DATASET EXCERPTS:
impl IssuanceModule {
    pub fn new(address: Address, schedule: &ProtocolFeeSchedule) -> Self {
        Self {
            address,
            protocol_fee_recipient: schedule.fee_recipient,
            protocol_fee_split: schedule.issuance_fee_split,
        }
    }

    pub fn address(&self) -> Address {
        self.address
    }

    pub fn initialize(
        &self,
        token: &mut MatrixToken,
        caller: Address,
        settings: IssuanceSettings,
    ) -> MatrixResult<()> {
        token.ensure_manager(caller)?;
        ensure_pending(token, self.address)?;
        validate_settings(&settings)?;

        token.atomically(|t| {
            t.module_data.claim(self.address, ModuleSlot::Issuance);
            t.module_data.issuance_settings = Some(settings);
            t.initialize_module(self.address)
        })
    }

    fn settings(&self, token: &MatrixToken) -> MatrixResult<IssuanceSettings> {
        token
            .issuance_settings()
            .cloned()
            .ok_or_else(|| MatrixError::invalid(format!("issuance not initialized on {}", token.symbol())))
    }

    /// (quantity adjusted for fees, manager fee, protocol fee)
    ///
    /// Issue sizes collateral for `quantity + fee`, redeem for `quantity - fee`.
    pub fn calculate_total_fees(
        &self,
        token: &MatrixToken,
        quantity: U256,
        is_issue: bool,
    ) -> MatrixResult<(U256, U256, U256)> {
        let settings = self.settings(token)?;
        let rate = if is_issue {
            settings.manager_issue_fee
        } else {
            settings.manager_redeem_fee
        };

        let total_fee = rate.precise_mul(quantity)?;
        let protocol_fee = total_fee.precise_mul(self.protocol_fee_split)?;
        let manager_fee = total_fee - protocol_fee;

        let adjusted = if is_issue {
            quantity.checked_add(total_fee).ok_or(ArithmeticError::Overflow)?
        } else {
            // rate < 100%, so the fee never exceeds the quantity
            quantity - total_fee
        };

        Ok((adjusted, manager_fee, protocol_fee))
    }

    /// Equity and debt quantities per component for `quantity` basket tokens
    pub fn get_required_component_issuance_units(
        &self,
        token: &MatrixToken,
        quantity: U256,
        is_issue: bool,
    ) -> MatrixResult<Vec<ComponentIssuanceUnits>> {
        token
            .components()
            .iter()
            .map(|component| {
                let (equity_units, debt_units) = total_issuance_units(token, component)?;

                let (equity, debt) = if is_issue {
                    (equity_units.precise_mul_ceil(quantity)?, debt_units.precise_mul(quantity)?)
                } else {
                    (equity_units.precise_mul(quantity)?, debt_units.precise_mul_ceil(quantity)?)
                };

                Ok(ComponentIssuanceUnits {
                    component: *component,
                    equity,
                    debt,
                })
            })
            .collect()
    }

    /// Mint `quantity` to `to`; `caller` supplies equity and receives debt
    pub fn issue(
        &self,
        token: &mut MatrixToken,
        book: &mut BalanceBook,
        caller: Address,
        quantity: U256,
        to: Address,
    ) -> MatrixResult<IssuanceReceipt> {
        if quantity.is_zero() {
            return Err(MatrixError::invalid("issue quantity must be greater than zero"));
        }
        token.ensure_module(self.address)?;
        let settings = self.settings(token)?;

        token.atomically(|t| {
            let (quantity_with_fees, manager_fee, protocol_fee) =
                self.calculate_total_fees(t, quantity, true)?;
            let components = self.get_required_component_issuance_units(t, quantity_with_fees, true)?;

            t.mint(self.address, to, quantity)?;
            if !manager_fee.is_zero() {
                t.mint(self.address, settings.fee_recipient, manager_fee)?;
            }
            if !protocol_fee.is_zero() {
                t.mint(self.address, self.protocol_fee_recipient, protocol_fee)?;
            }

            let matrix = t.address();
            let legs: Vec<Transfer> = components
                .iter()
                .flat_map(|c| {
                    [
                        Transfer::new(c.component, caller, matrix, c.equity),
                        Transfer::new(c.component, matrix, caller, c.debt),
                    ]
                })
                .collect();
            book.transfer_batch(&legs)?;

            info!(
                "🪙 Issued {} {} to {} (manager fee {}, protocol fee {})",
                quantity,
                t.symbol(),
                to,
                manager_fee,
                protocol_fee
            );

            Ok(IssuanceReceipt {
                quantity,
                quantity_with_fees,
                manager_fee,
                protocol_fee,
                components,
            })
        })
    }

    /// Burn `quantity` from `caller`; `to` receives equity, `caller` repays debt
    pub fn redeem(
        &self,
        token: &mut MatrixToken,
        book: &mut BalanceBook,
        caller: Address,
        quantity: U256,
        to: Address,
    ) -> MatrixResult<IssuanceReceipt> {
        if quantity.is_zero() {
            return Err(MatrixError::invalid("redeem quantity must be greater than zero"));
        }
        token.ensure_module(self.address)?;
        let settings = self.settings(token)?;

        token.atomically(|t| {
            let (quantity_net_fees, manager_fee, protocol_fee) =
                self.calculate_total_fees(t, quantity, false)?;
            let components = self.get_required_component_issuance_units(t, quantity_net_fees, false)?;

            t.burn(self.address, caller, quantity)?;
            if !manager_fee.is_zero() {
                t.mint(self.address, settings.fee_recipient, manager_fee)?;
            }
            if !protocol_fee.is_zero() {
                t.mint(self.address, self.protocol_fee_recipient, protocol_fee)?;
            }

            let matrix = t.address();
            let legs: Vec<Transfer> = components
                .iter()
                .flat_map(|c| {
                    [
                        Transfer::new(c.component, caller, matrix, c.debt),
                        Transfer::new(c.component, matrix, to, c.equity),
                    ]
                })
                .collect();
            book.transfer_batch(&legs)?;

            info!(
                "🔥 Redeemed {} {} for {} (manager fee {}, protocol fee {})",
                quantity,
                t.symbol(),
                to,
                manager_fee,
                protocol_fee
            );

            Ok(IssuanceReceipt {
                quantity,
                quantity_with_fees: quantity_net_fees,
                manager_fee,
                protocol_fee,
                components,
            })
        })
    }

    pub fn update_issue_fee(&self, token: &mut MatrixToken, caller: Address, fee: U256) -> MatrixResult<()> {
        self.update_settings(token, caller, |s| s.manager_issue_fee = fee)
    }

    pub fn update_redeem_fee(&self, token: &mut MatrixToken, caller: Address, fee: U256) -> MatrixResult<()> {
        self.update_settings(token, caller, |s| s.manager_redeem_fee = fee)
    }

    pub fn update_fee_recipient(
        &self,
        token: &mut MatrixToken,
        caller: Address,
        recipient: Address,
    ) -> MatrixResult<()> {
        self.update_settings(token, caller, |s| s.fee_recipient = recipient)
    }

    fn update_settings<F>(&self, token: &mut MatrixToken, caller: Address, edit: F) -> MatrixResult<()>
    where
        F: FnOnce(&mut IssuanceSettings),
    {
        token.ensure_manager(caller)?;
        let mut settings = self.settings(token)?;
        edit(&mut settings);
        validate_settings(&settings)?;
        token.module_data.issuance_settings = Some(settings);
        Ok(())
    }
}

fn validate_settings(settings: &IssuanceSettings) -> MatrixResult<()> {
    ensure_below_one("max manager fee", settings.max_manager_fee)?;
    if settings.manager_issue_fee > settings.max_manager_fee {
        return Err(MatrixError::invalid("issue fee exceeds the maximum"));
    }
    if settings.manager_redeem_fee > settings.max_manager_fee {
        return Err(MatrixError::invalid("redeem fee exceeds the maximum"));
    }
    if settings.fee_recipient == Address::ZERO {
        return Err(MatrixError::invalid("fee recipient must not be the zero address"));
    }
    Ok(())
}

/// (equity units, debt units) of one component, both as unsigned real units
fn total_issuance_units(token: &MatrixToken, component: &Address) -> MatrixResult<(U256, U256)> {
    let mut equity = to_uint256(token.get_default_position_real_unit(component)?)?;
    let mut debt = U256::ZERO;

    for module in token.get_external_position_modules(component) {
        let unit = token.get_external_position_real_unit(component, &module)?;
        if unit.is_negative() {
            let owed = to_uint256(unit.checked_negate()?)?;
            debt = debt.checked_add(owed).ok_or(ArithmeticError::Overflow)?;
        } else {
            equity = equity
                .checked_add(to_uint256(unit)?)
                .ok_or(ArithmeticError::Overflow)?;
        }
    }

    Ok((equity, debt))
}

YOUR GOAL:
Note which lines carry the word "maximum" in the material, then copy each of them.

SOLUTION TO THIS PROBLEM:
        return Err(MatrixError::invalid("issue fee exceeds the maximum"));
        return Err(MatrixError::invalid("redeem fee exceeds the maximum"));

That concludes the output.